• TASK TO CARRY OUT: Return the exact lines from the one containing "normal + 8 bright)." through the final line of the material below, with both ends kept.
=======
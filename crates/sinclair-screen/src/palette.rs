//! ZX Spectrum 16-colour palette.
//!
//! Non-bright colours use a lower intensity (0xCD) while bright colours use
//! full intensity (0xFF). Black appears twice.

/// RGB palette: 16 entries (8 normal + 8 bright).
///
/// Index layout: `bright_bit << 3 | colour_3bit`
pub const PALETTE: [[u8; 3]; 16] = [
    // Normal (bright = 0)
    [0x00, 0x00, 0x00], // 0: Black
    [0x00, 0x00, 0xCD], // 1: Blue
    [0xCD, 0x00, 0x00], // 2: Red
    [0xCD, 0x00, 0xCD], // 3: Magenta
    [0x00, 0xCD, 0x00], // 4: Green
    [0x00, 0xCD, 0xCD], // 5: Cyan
    [0xCD, 0xCD, 0x00], // 6: Yellow
    [0xCD, 0xCD, 0xCD], // 7: White
    // Bright (bright = 1)
    [0x00, 0x00, 0x00], // 8: Black (same as normal)
    [0x00, 0x00, 0xFF], // 9: Bright Blue
    [0xFF, 0x00, 0x00], // 10: Bright Red
    [0xFF, 0x00, 0xFF], // 11: Bright Magenta
    [0x00, 0xFF, 0x00], // 12: Bright Green
    [0x00, 0xFF, 0xFF], // 13: Bright Cyan
    [0xFF, 0xFF, 0x00], // 14: Bright Yellow
    [0xFF, 0xFF, 0xFF], // 15: Bright White
];

/// Names of the eight base colours, in palette order.
pub const COLOUR_NAMES: [&str; 8] = [
    "Black", "Blue", "Red", "Magenta", "Green", "Cyan", "Yellow", "White",
];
=======
• EXERCISE RESULT:
/// RGB palette: 16 entries (8 normal + 8 bright).
///
/// Index layout: `bright_bit << 3 | colour_3bit`
pub const PALETTE: [[u8; 3]; 16] = [
    // Normal (bright = 0)
    [0x00, 0x00, 0x00], // 0: Black
    [0x00, 0x00, 0xCD], // 1: Blue
    [0xCD, 0x00, 0x00], // 2: Red
    [0xCD, 0x00, 0xCD], // 3: Magenta
    [0x00, 0xCD, 0x00], // 4: Green
    [0x00, 0xCD, 0xCD], // 5: Cyan
    [0xCD, 0xCD, 0x00], // 6: Yellow
    [0xCD, 0xCD, 0xCD], // 7: White
    // Bright (bright = 1)
    [0x00, 0x00, 0x00], // 8: Black (same as normal)
    [0x00, 0x00, 0xFF], // 9: Bright Blue
    [0xFF, 0x00, 0x00], // 10: Bright Red
    [0xFF, 0x00, 0xFF], // 11: Bright Magenta
    [0x00, 0xFF, 0x00], // 12: Bright Green
    [0x00, 0xFF, 0xFF], // 13: Bright Cyan
    [0xFF, 0xFF, 0x00], // 14: Bright Yellow
    [0xFF, 0xFF, 0xFF], // 15: Bright White
];

/// Names of the eight base colours, in palette order.
pub const COLOUR_NAMES: [&str; 8] = [
    "Black", "Blue", "Red", "Magenta", "Green", "Cyan", "Yellow", "White",
];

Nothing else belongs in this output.